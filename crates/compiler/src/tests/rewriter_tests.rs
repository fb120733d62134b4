/*
 * Copyright (c) 2026. Mikhail Kulik.
 *
 * Licensed under the Apache License, Version 2.0 (the "License");
 * you may not use this file except in compliance with the License.
 * You may obtain a copy of the License at
 *
 *     http://www.apache.org/licenses/LICENSE-2.0
 *
 * Unless required by applicable law or agreed to in writing, software
 * distributed under the License is distributed on an "AS IS" BASIS,
 * WITHOUT WARRANTIES OR CONDITIONS OF ANY KIND, either express or implied.
 * See the License for the specific language governing permissions and
 * limitations under the License.
 */



use ast::{Expr, ExprKind, StatementBlock, Stmt, StmtKind};

use super::{lines, parse};
use crate::rewriter::{RewriteResult, Rewriter};

fn rewrite(source: &str) -> (StatementBlock, usize) {
    let mut block = parse(source);
    let mut rewriter = Rewriter::new();
    rewriter.rewrite_block(&mut block);
    (block, rewriter.temp_count())
}

fn assert_flat_expr(expr: &Expr) {
    assert!(expr.is_flat(), "nested operation left in {}", expr);
}

/// Every expression directly owned by a simple statement has only simple
/// operands after rewriting.
fn assert_flat(stmt: &Stmt) {
    match &stmt.kind {
        StmtKind::Block(block) => block.statements.iter().for_each(assert_flat),
        StmtKind::If { condition, then, otherwise } => {
            assert!(condition.is_simple(), "condition not hoisted: {}", condition);
            assert_flat(then);
            if let Some(otherwise) = otherwise {
                assert_flat(otherwise);
            }
        }
        StmtKind::While { condition, condition_prelude, body }
        | StmtKind::DoWhile { body, condition, condition_prelude } => {
            assert!(condition.is_simple());
            condition_prelude.iter().for_each(assert_flat);
            assert_flat(body);
        }
        StmtKind::For { setup, condition, condition_prelude, update, body } => {
            setup.iter().for_each(|s| assert_flat(s));
            assert!(condition.as_ref().map_or(true, Expr::is_simple));
            condition_prelude.iter().for_each(assert_flat);
            update.iter().for_each(|s| assert_flat(s));
            assert_flat(body);
        }
        StmtKind::FunctionDeclaration { body, .. } => body.statements.iter().for_each(assert_flat),
        StmtKind::Yield(value) | StmtKind::Return(value) => {
            if let Some(value) = value {
                assert!(value.is_simple());
            }
        }
        StmtKind::Declaration(declaration) => {
            if let Some(initializer) = &declaration.initializer {
                assert_flat_expr(initializer);
            }
        }
        StmtKind::Assignment { rhs, .. } => assert!(rhs.is_simple(), "rhs not hoisted: {}", rhs),
        StmtKind::CompoundAssignment { .. } => panic!("compound assignment survived rewriting"),
        StmtKind::Expr(expr) => assert_flat_expr(expr),
        StmtKind::Break => {}
    }
}

#[test]
fn test_operands_hoisted_in_evaluation_order() {
    let (block, temps) = rewrite("x = f(a) + g(b);");
    assert_eq!(temps, 3);
    assert_eq!(
        lines(&block),
        vec![
            "none __tmp0 = f(a);",
            "none __tmp1 = g(b);",
            "none __tmp2 = (__tmp0 + __tmp1);",
            "x = __tmp2;",
        ]
    );
}

#[test]
fn test_compound_assignment_desugared() {
    let (block, _) = rewrite("x += y;");
    assert_eq!(lines(&block), vec!["none __tmp0 = (x + y);", "x = __tmp0;"]);
    assert!(block.statements.iter().all(|s| s.span.is_generated()));
}

#[test]
fn test_compound_assignment_with_nested_value() {
    let (block, _) = rewrite("x *= a - b;");
    assert_eq!(
        lines(&block),
        vec![
            "none __tmp0 = (a - b);",
            "none __tmp1 = (x * __tmp0);",
            "x = __tmp1;",
        ]
    );
}

#[test]
fn test_declaration_keeps_top_operation() {
    let (block, temps) = rewrite("int z = a * (b + c);");
    assert_eq!(temps, 1);
    assert_eq!(
        lines(&block),
        vec!["none __tmp0 = (b + c);", "int z = (a * __tmp0);"]
    );
}

#[test]
fn test_expression_statement_keeps_call() {
    let (block, _) = rewrite("print(a + 1, b);");
    assert_eq!(lines(&block), vec!["none __tmp0 = (a + 1);", "print(__tmp0, b);"]);
}

#[test]
fn test_simple_statements_untouched() {
    let source = "int x = 1; x = y; f(x, 2); break;";
    let (block, temps) = rewrite(source);
    assert_eq!(temps, 0);
    assert_eq!(block, parse(source));
}

#[test]
fn test_if_condition_hoisted_before_statement() {
    let (block, _) = rewrite("if (a + b > c) { x = f(a); } else { yield -a; }");
    assert_eq!(block.statements.len(), 3);
    assert_eq!(lines(&block)[..2], ["none __tmp0 = (a + b);", "none __tmp1 = (__tmp0 > c);"]);
    match &block.statements[2].kind {
        StmtKind::If { condition, then, otherwise } => {
            assert!(matches!(&condition.kind, ExprKind::Identifier(n) if n == "__tmp1"));
            assert_eq!(then.to_string(), "{\n    none __tmp2 = f(a);\n    x = __tmp2;\n}");
            let otherwise = otherwise.as_deref().expect("else branch");
            assert_eq!(otherwise.to_string(), "{\n    none __tmp3 = -a;\n    yield __tmp3;\n}");
        }
        other => panic!("expected if, got {:?}", other),
    }
}

#[test]
fn test_loop_condition_gets_prelude() {
    let (block, _) = rewrite("while (i < n) i = i + 1;");
    assert_eq!(block.statements.len(), 1);
    assert_eq!(
        block.statements[0].to_string(),
        "while ({ none __tmp0 = (i < n); } __tmp0) {\n    none __tmp1 = (i + 1);\n    i = __tmp1;\n}"
    );
}

#[test]
fn test_do_while_prelude() {
    let (block, _) = rewrite("do { x = x; } while (x != 0);");
    match &block.statements[0].kind {
        StmtKind::DoWhile { condition_prelude, condition, .. } => {
            assert_eq!(condition_prelude.len(), 1);
            assert!(condition.is_simple());
        }
        other => panic!("expected do-while, got {:?}", other),
    }
}

#[test]
fn test_for_update_becomes_block() {
    let (block, temps) = rewrite("for (int i = 0; i < 10; i += 1) { }");
    assert_eq!(temps, 2);
    assert_eq!(block.statements.len(), 1);
    match &block.statements[0].kind {
        StmtKind::For { setup, condition_prelude, update, .. } => {
            assert_eq!(setup.as_ref().map(|s| s.to_string()).as_deref(), Some("int i = 0;"));
            assert_eq!(condition_prelude.len(), 1);
            assert_eq!(condition_prelude[0].to_string(), "none __tmp0 = (i < 10);");
            let update = update.as_deref().expect("update kept");
            assert!(matches!(&update.kind, StmtKind::Block(b) if b.len() == 2));
        }
        other => panic!("expected for, got {:?}", other),
    }
}

#[test]
fn test_for_setup_temps_go_before_loop() {
    let (block, _) = rewrite("for (x += 1; ; ) { break; }");
    assert_eq!(lines(&block)[..2], ["none __tmp0 = (x + 1);", "x = __tmp0;"]);
    assert!(matches!(&block.statements[2].kind, StmtKind::For { setup: None, .. }));
}

#[test]
fn test_function_body_rewritten() {
    let (block, _) = rewrite("func f(int a) -> int { return a * 2 + 1; }");
    match &block.statements[0].kind {
        StmtKind::FunctionDeclaration { body, .. } => {
            assert_eq!(
                lines(body),
                vec!["none __tmp0 = (a * 2);", "none __tmp1 = (__tmp0 + 1);", "return __tmp1;"]
            );
        }
        other => panic!("expected function, got {:?}", other),
    }
}

#[test]
fn test_ternary_branches_hoisted() {
    let (block, _) = rewrite("x = c ? a + 1 : b;");
    assert_eq!(
        lines(&block),
        vec!["none __tmp0 = (a + 1);", "none __tmp1 = (c ? __tmp0 : b);", "x = __tmp1;"]
    );
}

#[test]
fn test_index_and_list_operands() {
    let (block, _) = rewrite("int[] xs = { a + 1, 2 }; y = xs[i - 1];");
    assert_eq!(
        lines(&block),
        vec![
            "none __tmp0 = (a + 1);",
            "int[] xs = { __tmp0, 2 };",
            "none __tmp1 = (i - 1);",
            "none __tmp2 = xs[__tmp1];",
            "y = __tmp2;",
        ]
    );
}

#[test]
fn test_everything_flat_after_rewrite() {
    let (block, _) = rewrite(
        "int t = 0;
         for (int i = 0; i < n * 2; i += 1) {
             if (xs[i] > t && i % 2 == 0) t = xs[i] - 1; else t -= f(i, -i);
         }
         do { t = t / (2 + t); } while (t > n - 1);
         yield t + 1;",
    );
    block.statements.iter().for_each(assert_flat);
}

#[test]
fn test_rewrite_is_idempotent() {
    let (mut block, _) = rewrite(
        "x = f(a) + g(b); while (i < n) { i += 1; } for (int j = 0; j < 3; j += 1) y = y * j;",
    );
    let before = block.clone();
    let mut again = Rewriter::new();
    again.rewrite_block(&mut block);
    assert_eq!(again.temp_count(), 0);
    assert_eq!(block, before);
}

#[test]
fn test_temp_names_are_unique() {
    let mut rewriter = Rewriter::new();
    assert_eq!(rewriter.next_temp_identifier(), "__tmp0");
    assert_eq!(rewriter.next_temp_identifier(), "__tmp1");
    assert_eq!(rewriter.temp_count(), 2);
}

#[test]
fn test_compound_statement_erased() {
    let mut block = parse("x -= 1;");
    let mut stmt = block.statements.remove(0);
    let mut temps = Vec::new();
    let result = Rewriter::new().rewrite_stmt(&mut stmt, &mut temps);
    assert_eq!(result, RewriteResult::Erase);
    assert_eq!(temps.len(), 2);
}

#[test]
fn test_cast_operand_hoisted() {
    let (block, _) = rewrite("x = (int)(a + b) * 2;");
    assert_eq!(
        lines(&block),
        vec![
            "none __tmp0 = (a + b);",
            "none __tmp1 = (int)__tmp0;",
            "none __tmp2 = (__tmp1 * 2);",
            "x = __tmp2;",
        ]
    );
    block.statements.iter().for_each(assert_flat);
}

#[test]
fn test_list_argument_hoisted() {
    let (block, _) = rewrite("f({ 1, a * 2 }, { });");
    assert_eq!(
        lines(&block),
        vec![
            "none __tmp0 = (a * 2);",
            "none __tmp1 = { 1, __tmp0 };",
            "f(__tmp1, {  });",
        ]
    );
    block.statements.iter().for_each(assert_flat);
}

#[test]
fn test_top_level_cast_kept() {
    let (block, temps) = rewrite("float f = (float)(a + 1); g = (int)f;");
    assert_eq!(temps, 1);
    assert_eq!(
        lines(&block),
        vec!["none __tmp0 = (a + 1);", "float f = (float)__tmp0;", "g = (int)f;"]
    );
}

* _Exercise directions_:
Exactly the lines running from the top of the records to the line that contains "express or implied.", inclusive, must be set down, and nothing more.

* _Answer to the exercise_:
filename crates/compiler/src/tests/rewriter_tests.rs
repository fb120733d62134b4
/*
 * Copyright (c) 2026. Mikhail Kulik.
 *
 * Licensed under the Apache License, Version 2.0 (the "License");
 * you may not use this file except in compliance with the License.
 * You may obtain a copy of the License at
 *
 *     http://www.apache.org/licenses/LICENSE-2.0
 *
 * Unless required by applicable law or agreed to in writing, software
 * distributed under the License is distributed on an "AS IS" BASIS,
 * WITHOUT WARRANTIES OR CONDITIONS OF ANY KIND, either express or implied.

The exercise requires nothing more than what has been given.